My mom and Mrs. Wilkins had a tough trip home from their shopping trip in the city. A weirdo sat across from them and somewhere between Wayne Junction and Washington Lane, he decided to expose himself. With some manipulation, he demonstrated how he could move blood into what he was displaying to them.
He was weird because he expected people to applaud. They were mortified. They fled to other seats. The guy who showed them his plumbing was thrown off the train between stations.
We heard the story at the dinner table. It was a scary story. It might have been worse if we were served sausage. Anyway, I got to thinking that he might appear on the train that I took to school every day. I had seen guys thrown off the train before, but that was for trying to stiff the railroad for their fares.

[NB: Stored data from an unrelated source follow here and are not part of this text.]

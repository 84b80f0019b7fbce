// SPDX-License-Identifier: GPL-3.0-only
use async_trait::async_trait;

use crate::store::{QueueRecord, Snapshot};
use crate::sync::error::SyncError;

/// Request/response access to the remote per-profile state service
///
/// Implementations never touch local state; callers apply the results.
#[async_trait]
pub trait RemoteStateClient: Send + Sync {
    /// Remote snapshot for the profile
    async fn fetch_state(&self, profile_id: &str) -> Result<Snapshot, SyncError>;

    /// Deliver a batch of queued updates. The batch is accepted or rejected as
    /// a whole.
    async fn push_updates(&self, profile_id: &str, batch: &[QueueRecord]) -> Result<(), SyncError>;
}
// SPDX-License-Identifier: GPL-3.0-only
use serde::{Deserialize, Deserializer, Serialize};
use std::collections::BTreeMap;

use crate::catalog::EntryKey;
use crate::store::error::StoreError;

/// Version written into every persisted record blob
pub const SCHEMA_VERSION: u32 = 1;

/// Synchronized seen / TBR state of one entry key
///
/// The whole record travels as a unit: reconciliation adopts one side's
/// record wholesale and never mixes fields.
#[derive(Debug, Clone, PartialEq, Eq, Serialize, Deserialize)]
pub struct EntryState {
    #[serde(default, deserialize_with = "null_as_default")]
    pub seen: bool,

    /// "To be read", i.e. plan to watch
    #[serde(default, deserialize_with = "null_as_default")]
    pub tbr: bool,

    /// ISO-8601 UTC timestamp, fixed width, empty when unknown
    #[serde(default, deserialize_with = "null_as_default")]
    pub updated: String,

    /// Device that made the change. Diagnostic only.
    #[serde(default, skip_serializing_if = "Option::is_none")]
    pub updated_by: Option<String>,
}

/// Entry key -> state mapping for one profile
pub type Snapshot = BTreeMap<EntryKey, EntryState>;

/// One not-yet-acknowledged mutation, as sent to the remote store
#[derive(Debug, Clone, PartialEq, Eq, Serialize, Deserialize)]
pub struct QueueRecord {
    pub key: EntryKey,
    pub seen: bool,
    pub tbr: bool,
    pub updated: String,
}

impl QueueRecord {
    pub fn from_state(key: EntryKey, state: &EntryState) -> Self {
        Self {
            key,
            seen: state.seen,
            tbr: state.tbr,
            updated: state.updated.clone(),
        }
    }
}

fn null_as_default<'de, D, T>(deserializer: D) -> Result<T, D::Error>
where
    D: Deserializer<'de>,
    T: Default + Deserialize<'de>,
{
    Ok(Option::<T>::deserialize(deserializer)?.unwrap_or_default())
}

fn legacy_version() -> u32 {
    SCHEMA_VERSION
}

fn check_version(found: u32) -> Result<(), StoreError> {
    if found > SCHEMA_VERSION {
        return Err(StoreError::UnsupportedVersion {
            found,
            supported: SCHEMA_VERSION,
        });
    }
    Ok(())
}

/// Persisted per-profile state: `{"version": 1, "entries": {...}}`
///
/// Blobs written before versioning (`{"entries": {...}}`) read as version 1.
#[derive(Debug, Clone, Serialize, Deserialize)]
pub struct StateBlob {
    #[serde(default = "legacy_version")]
    pub version: u32,
    #[serde(default)]
    pub entries: Snapshot,
}

impl StateBlob {
    pub fn encode(entries: &Snapshot) -> Result<String, StoreError> {
        #[derive(Serialize)]
        struct Borrowed<'a> {
            version: u32,
            entries: &'a Snapshot,
        }

        Ok(serde_json::to_string(&Borrowed {
            version: SCHEMA_VERSION,
            entries,
        })?)
    }

    pub fn decode(raw: &str) -> Result<Snapshot, StoreError> {
        let blob: StateBlob = serde_json::from_str(raw)?;
        check_version(blob.version)?;
        Ok(blob.entries)
    }
}

/// Persisted per-profile pending queue: `{"version": 1, "records": [...]}`
///
/// A bare JSON array of records is the pre-versioning form.
#[derive(Debug, Clone, Serialize, Deserialize)]
pub struct QueueBlob {
    #[serde(default = "legacy_version")]
    pub version: u32,
    #[serde(default)]
    pub records: Vec<QueueRecord>,
}

#[derive(Deserialize)]
#[serde(untagged)]
enum QueueRepr {
    Versioned(QueueBlob),
    Legacy(Vec<QueueRecord>),
}

impl QueueBlob {
    pub fn encode(records: &[QueueRecord]) -> Result<String, StoreError> {
        #[derive(Serialize)]
        struct Borrowed<'a> {
            version: u32,
            records: &'a [QueueRecord],
        }

        Ok(serde_json::to_string(&Borrowed {
            version: SCHEMA_VERSION,
            records,
        })?)
    }

    pub fn decode(raw: &str) -> Result<Vec<QueueRecord>, StoreError> {
        match serde_json::from_str::<QueueRepr>(raw)? {
            QueueRepr::Versioned(blob) => {
                check_version(blob.version)?;
                Ok(blob.records)
            }
            QueueRepr::Legacy(records) => Ok(records),
        }
    }
}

A man who lived up the street jumped off a garage roof in his birthday suit as my sister and Peggy Delia were walking by in their Girl Scout uniforms. They were rattled. Some liberals might admit that a fat, hairy, thirty year old man is a bit out of line leaping nude in front of eleven year olds. If Ronnie Vile or Don Advena or Charlie McCullough dropped off the roof, sans clothing, the girls might have followed any one of them home. If I, at age nine, pulled that trick, they would have beat me up. After they had told my father, he would have beat me up.
We really thought that flashers and people who liked to look at people who had their pants off, were odd. Some guys dropped their pants in front of boys and some of them wanted to get into the pants of boys — and did. A half century later the odd became an alternative way of life.